[Saved data entries]
Start of Block
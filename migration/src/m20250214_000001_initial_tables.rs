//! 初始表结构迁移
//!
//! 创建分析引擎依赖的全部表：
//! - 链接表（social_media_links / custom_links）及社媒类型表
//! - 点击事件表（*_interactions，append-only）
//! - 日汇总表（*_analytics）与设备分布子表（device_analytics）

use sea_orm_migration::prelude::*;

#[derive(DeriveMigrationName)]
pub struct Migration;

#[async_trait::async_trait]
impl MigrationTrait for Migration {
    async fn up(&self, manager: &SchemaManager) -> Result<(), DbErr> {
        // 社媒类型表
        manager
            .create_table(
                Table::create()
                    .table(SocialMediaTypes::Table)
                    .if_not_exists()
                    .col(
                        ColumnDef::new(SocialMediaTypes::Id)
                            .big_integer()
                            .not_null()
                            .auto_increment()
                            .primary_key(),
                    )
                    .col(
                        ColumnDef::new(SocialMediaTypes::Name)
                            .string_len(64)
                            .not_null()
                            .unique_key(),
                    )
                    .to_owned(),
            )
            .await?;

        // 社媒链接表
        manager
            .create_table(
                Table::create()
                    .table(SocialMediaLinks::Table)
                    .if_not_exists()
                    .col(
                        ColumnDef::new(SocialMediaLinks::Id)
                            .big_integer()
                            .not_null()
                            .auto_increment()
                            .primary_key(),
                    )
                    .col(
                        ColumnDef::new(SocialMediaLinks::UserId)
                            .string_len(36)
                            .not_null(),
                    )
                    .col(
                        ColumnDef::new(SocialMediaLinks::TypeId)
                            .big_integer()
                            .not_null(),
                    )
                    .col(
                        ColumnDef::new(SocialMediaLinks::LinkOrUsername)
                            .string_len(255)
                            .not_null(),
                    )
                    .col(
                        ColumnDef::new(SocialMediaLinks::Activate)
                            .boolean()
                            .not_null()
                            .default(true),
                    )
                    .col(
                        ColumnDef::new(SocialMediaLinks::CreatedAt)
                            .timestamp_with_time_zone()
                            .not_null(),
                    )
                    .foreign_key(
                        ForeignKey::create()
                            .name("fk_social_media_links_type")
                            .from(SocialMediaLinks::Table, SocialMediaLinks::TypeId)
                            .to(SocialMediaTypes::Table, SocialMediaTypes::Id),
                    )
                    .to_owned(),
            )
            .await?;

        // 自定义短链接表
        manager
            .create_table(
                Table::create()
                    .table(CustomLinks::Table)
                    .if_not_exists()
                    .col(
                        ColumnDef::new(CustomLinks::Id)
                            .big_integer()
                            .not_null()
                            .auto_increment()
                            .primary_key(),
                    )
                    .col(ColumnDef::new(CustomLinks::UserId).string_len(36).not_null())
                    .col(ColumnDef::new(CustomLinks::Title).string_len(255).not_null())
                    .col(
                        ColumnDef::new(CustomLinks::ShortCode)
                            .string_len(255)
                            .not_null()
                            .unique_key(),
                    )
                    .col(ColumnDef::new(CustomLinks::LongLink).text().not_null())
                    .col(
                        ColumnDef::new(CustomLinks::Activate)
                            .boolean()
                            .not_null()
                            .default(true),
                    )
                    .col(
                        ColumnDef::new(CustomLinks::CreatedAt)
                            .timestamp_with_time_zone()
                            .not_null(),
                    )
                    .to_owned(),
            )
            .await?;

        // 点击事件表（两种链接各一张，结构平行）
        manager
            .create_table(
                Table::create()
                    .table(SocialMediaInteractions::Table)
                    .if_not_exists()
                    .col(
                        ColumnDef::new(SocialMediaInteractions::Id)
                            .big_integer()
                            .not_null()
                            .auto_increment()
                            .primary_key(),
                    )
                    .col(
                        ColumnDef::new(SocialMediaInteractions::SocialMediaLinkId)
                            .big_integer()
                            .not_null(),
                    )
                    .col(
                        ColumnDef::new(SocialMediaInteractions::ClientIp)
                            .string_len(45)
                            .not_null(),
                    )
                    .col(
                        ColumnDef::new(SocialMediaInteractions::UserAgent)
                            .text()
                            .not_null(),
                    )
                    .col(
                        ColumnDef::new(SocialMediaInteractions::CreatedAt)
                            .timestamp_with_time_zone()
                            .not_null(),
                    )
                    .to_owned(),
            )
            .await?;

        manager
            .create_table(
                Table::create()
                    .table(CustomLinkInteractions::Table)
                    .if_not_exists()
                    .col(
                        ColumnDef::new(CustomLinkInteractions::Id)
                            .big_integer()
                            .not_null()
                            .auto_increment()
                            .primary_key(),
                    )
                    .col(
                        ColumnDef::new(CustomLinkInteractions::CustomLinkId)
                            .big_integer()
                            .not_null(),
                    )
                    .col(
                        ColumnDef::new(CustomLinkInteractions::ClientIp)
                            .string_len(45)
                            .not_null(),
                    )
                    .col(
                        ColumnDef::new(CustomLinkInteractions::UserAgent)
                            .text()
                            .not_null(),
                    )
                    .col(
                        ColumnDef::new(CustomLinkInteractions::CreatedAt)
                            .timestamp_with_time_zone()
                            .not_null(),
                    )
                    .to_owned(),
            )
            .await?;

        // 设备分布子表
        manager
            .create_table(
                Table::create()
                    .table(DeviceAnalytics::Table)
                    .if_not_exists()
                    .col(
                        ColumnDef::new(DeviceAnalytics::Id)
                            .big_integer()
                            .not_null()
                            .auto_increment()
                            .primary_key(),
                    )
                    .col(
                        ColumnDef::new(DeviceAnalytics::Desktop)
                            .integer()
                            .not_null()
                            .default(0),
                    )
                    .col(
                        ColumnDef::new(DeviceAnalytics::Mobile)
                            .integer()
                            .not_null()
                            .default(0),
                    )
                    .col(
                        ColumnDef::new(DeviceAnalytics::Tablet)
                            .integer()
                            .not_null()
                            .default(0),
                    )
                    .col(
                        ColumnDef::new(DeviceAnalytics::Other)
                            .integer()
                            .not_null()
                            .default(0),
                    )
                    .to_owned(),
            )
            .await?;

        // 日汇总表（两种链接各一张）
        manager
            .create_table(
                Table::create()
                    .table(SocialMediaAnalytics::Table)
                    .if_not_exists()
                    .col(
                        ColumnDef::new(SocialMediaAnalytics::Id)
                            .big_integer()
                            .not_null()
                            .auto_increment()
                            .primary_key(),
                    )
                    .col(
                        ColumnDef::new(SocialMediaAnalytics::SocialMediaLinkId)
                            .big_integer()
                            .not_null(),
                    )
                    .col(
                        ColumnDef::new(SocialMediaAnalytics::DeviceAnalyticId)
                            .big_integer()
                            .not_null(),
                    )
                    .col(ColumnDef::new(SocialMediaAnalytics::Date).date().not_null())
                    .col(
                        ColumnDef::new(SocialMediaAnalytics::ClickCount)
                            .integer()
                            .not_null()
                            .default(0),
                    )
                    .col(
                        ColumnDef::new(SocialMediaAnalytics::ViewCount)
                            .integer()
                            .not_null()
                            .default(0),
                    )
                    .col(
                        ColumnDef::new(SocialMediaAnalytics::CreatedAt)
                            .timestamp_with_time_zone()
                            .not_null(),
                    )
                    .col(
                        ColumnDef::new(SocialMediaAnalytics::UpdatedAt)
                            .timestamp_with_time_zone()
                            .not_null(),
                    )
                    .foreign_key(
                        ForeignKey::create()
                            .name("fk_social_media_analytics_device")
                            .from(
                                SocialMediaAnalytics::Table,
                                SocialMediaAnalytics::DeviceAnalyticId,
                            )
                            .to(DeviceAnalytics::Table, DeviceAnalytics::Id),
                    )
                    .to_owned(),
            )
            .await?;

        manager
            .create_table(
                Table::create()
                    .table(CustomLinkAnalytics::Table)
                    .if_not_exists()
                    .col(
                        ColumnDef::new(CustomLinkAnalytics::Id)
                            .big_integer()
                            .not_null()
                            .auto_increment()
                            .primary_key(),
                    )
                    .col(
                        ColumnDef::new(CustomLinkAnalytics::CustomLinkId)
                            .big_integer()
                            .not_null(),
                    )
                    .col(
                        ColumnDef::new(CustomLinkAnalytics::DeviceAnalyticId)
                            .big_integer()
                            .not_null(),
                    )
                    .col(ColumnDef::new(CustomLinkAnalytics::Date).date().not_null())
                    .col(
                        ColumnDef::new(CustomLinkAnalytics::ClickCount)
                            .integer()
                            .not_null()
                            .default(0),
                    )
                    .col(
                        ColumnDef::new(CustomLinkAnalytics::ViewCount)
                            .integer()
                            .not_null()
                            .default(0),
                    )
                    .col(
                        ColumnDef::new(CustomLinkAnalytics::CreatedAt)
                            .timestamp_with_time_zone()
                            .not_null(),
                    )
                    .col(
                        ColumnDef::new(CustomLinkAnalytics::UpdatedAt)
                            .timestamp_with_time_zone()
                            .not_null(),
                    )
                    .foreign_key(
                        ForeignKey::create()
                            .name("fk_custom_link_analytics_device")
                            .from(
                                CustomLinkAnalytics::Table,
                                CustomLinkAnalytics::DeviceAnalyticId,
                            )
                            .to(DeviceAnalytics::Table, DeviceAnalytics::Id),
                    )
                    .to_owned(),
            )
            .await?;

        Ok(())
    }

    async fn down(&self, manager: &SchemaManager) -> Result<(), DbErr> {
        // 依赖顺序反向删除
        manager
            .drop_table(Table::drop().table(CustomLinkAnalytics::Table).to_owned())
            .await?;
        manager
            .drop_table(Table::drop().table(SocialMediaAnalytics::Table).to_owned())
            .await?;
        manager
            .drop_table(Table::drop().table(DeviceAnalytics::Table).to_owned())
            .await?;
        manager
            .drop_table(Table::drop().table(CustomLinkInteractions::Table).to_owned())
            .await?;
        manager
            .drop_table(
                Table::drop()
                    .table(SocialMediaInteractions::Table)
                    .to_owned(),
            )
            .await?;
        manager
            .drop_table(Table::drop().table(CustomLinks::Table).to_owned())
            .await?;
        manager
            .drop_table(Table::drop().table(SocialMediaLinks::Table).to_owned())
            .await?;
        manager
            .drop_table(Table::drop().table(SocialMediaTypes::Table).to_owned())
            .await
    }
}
End of Block
* _TASK STATEMENT_: Copy all lines of the records in which the string "UpdatedAt" can be found.

* _RESULT OF THE TASK_:
                        ColumnDef::new(SocialMediaAnalytics::UpdatedAt)
                        ColumnDef::new(CustomLinkAnalytics::UpdatedAt)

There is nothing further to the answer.